OT…poor woman attacked by maniacal chimp…just wondering if anyone thinks it is humane to “save” her knowing it took her sight forever and her hands are gone and she is in an induced coma…just wondering how she would feel if her personal wishes were known…maybe this is not the place to bring it up but I’ve been haunted by her suffering and deprivation of dignity. Who knows, but wanted to share this thought among friends. I know what I would prefer abhoring the thought of hundreds of surgeries ahead of me for naught, I gather.
Forgive me, Please, if my OT is offensive. Truly moved for this poor woman. I am calling upon our Source to grant her peace, no matter what.
I Love the new header, UW!!! Cool font, too!
Fabulous, FF!
Added this update to my post: (with url that isn’t showing up here)
“Crossposted at Uppity Woman with a great introduction that invokes the era in America when schoolchildren routinely dived under their desk when the air raid siren went off.
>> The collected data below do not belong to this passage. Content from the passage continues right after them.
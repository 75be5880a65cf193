//! Plane geometry for the table surface
//!
//! Table coordinates are in inches with Y growing towards the near edge,
//! so a positive rotation turns clockwise as seen from above.

pub mod closest;
pub mod primitives;
pub mod rect;

pub use closest::closest_point;
pub use primitives::{normalize_degrees, Point, Vector};
pub use rect::{Corner, OrientedRect};
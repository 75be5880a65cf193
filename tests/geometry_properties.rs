//! Property-based tests for the table geometry and proposal workflow.
//!
//! Run with: cargo test --test geometry_properties

use kowsim::battle::*;
use kowsim::core::config::EngineConfig;
use kowsim::geometry::{closest_point, OrientedRect, Point};
use proptest::prelude::*;

// =============================================================================
// Strategies
// =============================================================================

fn arb_point() -> impl Strategy<Value = Point> {
    (-100.0..100.0f64, -100.0..100.0f64).prop_map(|(x, y)| Point::new(x, y))
}

fn arb_rect() -> impl Strategy<Value = OrientedRect> {
    (arb_point(), 0.0..20.0f64, 0.0..20.0f64, 0.0..360.0f64)
        .prop_map(|(center, width, depth, rotation)| OrientedRect::new(center, width, depth, rotation))
}

fn arb_pose() -> impl Strategy<Value = Pose> {
    (0.0..72.0f64, 0.0..48.0f64, 0.0..360.0f64).prop_map(|(x, y, rot)| Pose::new(x, y, rot))
}

// =============================================================================
// Properties
// =============================================================================

proptest! {
    #[test]
    fn closest_point_never_beats_by_a_corner(point in arb_point(), rect in arb_rect()) {
        let (_, distance) = closest_point(point, &rect);
        let nearest_corner = rect
            .corners()
            .iter()
            .map(|c| c.distance(&point))
            .fold(f64::INFINITY, f64::min);
        prop_assert!(distance <= nearest_corner + 1e-9);
    }

    #[test]
    fn rotation_fold_is_symmetric(delta in -359.999..359.999f64) {
        let folded = fold_rotation(delta);
        prop_assert_eq!(folded, fold_rotation(-delta));
        prop_assert!((0.0..=180.0).contains(&folded));
    }

    #[test]
    fn axis_removes_a_degree_of_freedom(
        pose in arb_pose(),
        kind in prop_oneof![Just(AxisKind::Forward), Just(AxisKind::Sideways)],
        t in -30.0..30.0f64,
        off_a in -30.0..30.0f64,
        off_b in -30.0..30.0f64,
    ) {
        let mut field = Battlefield::new(&EngineConfig::default());
        let id = field.add_unit(Unit::new("Probe", Footprint::new(5.0, 2.0).unwrap(), pose));
        let handle = field.begin_move(id).unwrap();
        field.toggle_axis(handle, kind).unwrap();

        let axis = kind.axis_for(&pose);
        let normal = Point::new(-axis.direction.y, axis.direction.x);
        let along = axis.origin + axis.direction * t;

        let a = field.update_free(handle, along + normal * off_a).unwrap().position();
        let b = field.update_free(handle, along + normal * off_b).unwrap().position();
        prop_assert!(a.distance(&b) < 1e-9);
        prop_assert!(a.distance(&along) < 1e-9);
    }

    #[test]
    fn cancel_restores_committed_pose(pose in arb_pose(), cursor in arb_point(), aim in arb_point()) {
        let mut field = Battlefield::new(&EngineConfig::default());
        let id = field.add_unit(Unit::new("Probe", Footprint::new(5.0, 2.0).unwrap(), pose));
        let handle = field.begin_move(id).unwrap();
        field.update_free(handle, cursor).unwrap();
        field.rotate_to(handle, aim).unwrap();
        field.cancel(handle).unwrap();
        prop_assert_eq!(field.unit(id).unwrap().pose(), pose);
    }

    #[test]
    fn rotation_stays_normalized(pose in arb_pose(), degrees in -1000.0..1000.0f64) {
        let mut field = Battlefield::new(&EngineConfig::default());
        let id = field.add_unit(Unit::new("Probe", Footprint::new(5.0, 2.0).unwrap(), pose));
        let handle = field.begin_rotate(id).unwrap();
        let heading = field.set_rotation(handle, degrees).unwrap();
        prop_assert!((0.0..360.0).contains(&heading));
    }

    #[test]
    fn point_ahead_is_in_front_arc(pose in arb_pose()) {
        let footprint = Footprint::new(6.0, 3.0).unwrap();
        let ahead = pose.to_world(Point::new(0.0, -3.0));
        prop_assert_eq!(determine_arc(ahead, &pose, &footprint), Some(FacingArc::Front));
    }
}
//! Core type definitions used throughout the codebase

use serde::{Deserialize, Serialize};
use uuid::Uuid;

/// Unique identifier for units on the table
#[derive(Debug, Clone, Copy, PartialEq, Eq, Hash, Serialize, Deserialize)]
pub struct UnitId(pub Uuid);

impl UnitId {
    pub fn new() -> Self {
        Self(Uuid::new_v4())
    }
}

impl Default for UnitId {
    fn default() -> Self {
        Self::new()
    }
}

/// Monotonic counter for logged table events
pub type Sequence = u64;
For anyone looking for reminiscences about life in Cold War USA, Uppity’s comments (and those of a number of her reader’s in the comment section) are the bomb, if you’ll pardon the expression.”
I remember those days also. It did seem stupid to get under our desks. In my first 3 years it didn’t happen because iIwent to a one room country school and we couldn’t hear the sirens out there. We didn’t have running water or bathrooms and this was in the early fifties. My parents were school teachers and started out teaching in one room schools. Said it was the best way for kids to learn. I agree.
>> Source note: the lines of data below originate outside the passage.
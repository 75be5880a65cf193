//! Facing arcs and the unit leader point
//!
//! Each arc is a quadrilateral on one edge of the base, opened outwards along
//! the base's diagonals up to a fixed lookout distance. Together the four arcs
//! cover the table around a base; exact diagonals belong to two arcs at once.

use serde::{Deserialize, Serialize};

use crate::battle::constants::DEFAULT_LOOKOUT_DISTANCE;
use crate::battle::units::{Footprint, Pose};
use crate::geometry::rect::polygon_contains;
use crate::geometry::{OrientedRect, Point};

/// Arc polygon vertices in table coordinates
pub type Polygon4 = [Point; 4];

/// Directional zone around a base
#[derive(Debug, Clone, Copy, PartialEq, Eq, Hash, Serialize, Deserialize)]
pub enum FacingArc {
    Front,
    Rear,
    Left,
    Right,
}

impl FacingArc {
    /// Classification priority when a point lies on a shared boundary
    pub const PRIORITY: [FacingArc; 4] = [
        FacingArc::Front,
        FacingArc::Rear,
        FacingArc::Left,
        FacingArc::Right,
    ];

    pub fn label(&self) -> &'static str {
        match self {
            FacingArc::Front => "front",
            FacingArc::Rear => "rear",
            FacingArc::Left => "left flank",
            FacingArc::Right => "right flank",
        }
    }
}

/// Base corners in TL, TR, BR, BL order
pub fn corners(pose: &Pose, footprint: &Footprint) -> [Point; 4] {
    OrientedRect::new(
        pose.position(),
        footprint.width(),
        footprint.depth(),
        pose.rotation(),
    )
    .corners()
}

/// Midpoint of the front edge, the point all measurements start from
pub fn reference_point(pose: &Pose, footprint: &Footprint) -> Point {
    pose.to_world(Point::new(0.0, -footprint.depth() / 2.0))
}

/// Arc polygon with the default lookout distance
pub fn facing_arc(pose: &Pose, footprint: &Footprint, which: FacingArc) -> Polygon4 {
    facing_arc_with_lookout(pose, footprint, which, DEFAULT_LOOKOUT_DISTANCE)
}

/// Arc polygon: the two corners of one edge plus both pushed out diagonally by `lookout`
pub fn facing_arc_with_lookout(
    pose: &Pose,
    footprint: &Footprint,
    which: FacingArc,
    lookout: f64,
) -> Polygon4 {
    let (hw, hd) = (footprint.width() / 2.0, footprint.depth() / 2.0);
    let tl = Point::new(-hw, -hd);
    let tr = Point::new(hw, -hd);
    let br = Point::new(hw, hd);
    let bl = Point::new(-hw, hd);

    let out_tl = tl + Point::new(-lookout, -lookout);
    let out_tr = tr + Point::new(lookout, -lookout);
    let out_br = br + Point::new(lookout, lookout);
    let out_bl = bl + Point::new(-lookout, lookout);

    let local = match which {
        FacingArc::Front => [tl, tr, out_tr, out_tl],
        FacingArc::Rear => [br, bl, out_bl, out_br],
        FacingArc::Left => [bl, tl, out_tl, out_bl],
        FacingArc::Right => [tr, br, out_br, out_tr],
    };
    local.map(|p| pose.to_world(p))
}

/// Which arc of the target contains the observer's point, if any
///
/// Arcs are tested in priority order with edge-inclusive containment. Points
/// beyond the lookout distance, or inside the target's own base, fall in no
/// arc. Callers must not classify a unit against itself.
pub fn determine_arc(
    observer_point: Point,
    target_pose: &Pose,
    target_footprint: &Footprint,
) -> Option<FacingArc> {
    determine_arc_with_lookout(
        observer_point,
        target_pose,
        target_footprint,
        DEFAULT_LOOKOUT_DISTANCE,
    )
}

pub fn determine_arc_with_lookout(
    observer_point: Point,
    target_pose: &Pose,
    target_footprint: &Footprint,
    lookout: f64,
) -> Option<FacingArc> {
    FacingArc::PRIORITY.into_iter().find(|&which| {
        let polygon = facing_arc_with_lookout(target_pose, target_footprint, which, lookout);
        polygon_contains(&polygon, observer_point)
    })
}
//! Closest point on an oriented rectangle
//!
//! Edge pairs are checked front/rear first, then left/right. A pair is only
//! used when the point's perpendicular foot lands inside the first edge of the
//! pair; otherwise the nearest corner wins.

use super::primitives::Point;
use super::rect::OrientedRect;

/// Foot of the perpendicular from `point` onto the line through `start` along `edge`
///
/// Returns the edge parameter `s` (0 at `start`, 1 at `start + edge`) and the foot.
/// Caller guarantees `edge` is non-zero.
fn project_onto_edge(point: Point, start: Point, edge: Point) -> (f64, Point) {
    let s = (point.dot(&edge) - start.dot(&edge)) / edge.dot(&edge);
    (s, start + edge * s)
}

/// Closer of the two feet on an opposite edge pair, first edge wins ties
fn closer_foot(point: Point, first: Point, second: Point) -> (Point, f64) {
    let d_first = point.distance(&first);
    let d_second = point.distance(&second);
    if d_second < d_first {
        (second, d_second)
    } else {
        (first, d_first)
    }
}

fn closest_corner(point: Point, rect: &OrientedRect) -> (Point, f64) {
    let candidates = [
        rect.top_left(),
        rect.bottom_left(),
        rect.bottom_right(),
        rect.top_right(),
    ];
    let mut best = (candidates[0], point.distance(&candidates[0]));
    for corner in &candidates[1..] {
        let d = point.distance(corner);
        if d < best.1 {
            best = (*corner, d);
        }
    }
    best
}

/// Nearest point of `rect` to `point` and the distance between them
///
/// Degenerate rectangles (a zero-length side) skip the edge projections and
/// go straight to the corner scan.
pub fn closest_point(point: Point, rect: &OrientedRect) -> (Point, f64) {
    if rect.is_degenerate() {
        return closest_corner(point, rect);
    }

    let (tl, tr, br, bl) = (
        rect.top_left(),
        rect.top_right(),
        rect.bottom_right(),
        rect.bottom_left(),
    );

    let (s_front, front_foot) = project_onto_edge(point, tl, tr - tl);
    if (0.0..=1.0).contains(&s_front) {
        let (_, rear_foot) = project_onto_edge(point, br, bl - br);
        return closer_foot(point, front_foot, rear_foot);
    }

    let (s_left, left_foot) = project_onto_edge(point, tl, bl - tl);
    if (0.0..=1.0).contains(&s_left) {
        let (_, right_foot) = project_onto_edge(point, tr, br - tr);
        return closer_foot(point, left_foot, right_foot);
    }

    closest_corner(point, rect)
}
Also, I am a nurse and have done and still do some school nursing. Nurses do give out medications to children who have them prescribed. So many ADD medicatins. It is one of the most misdiagnosed conditions. Also, school nurses have a lot more responsibilities like doing hearing and eye exams,etc. There is a lot of documentaion on everyting and paper work.
Nancy, ADD meds are the perfect way to make things easy for parents and teachers. You take a spirited kid and you medicate him so he’s nice and calm. Pathetic, really.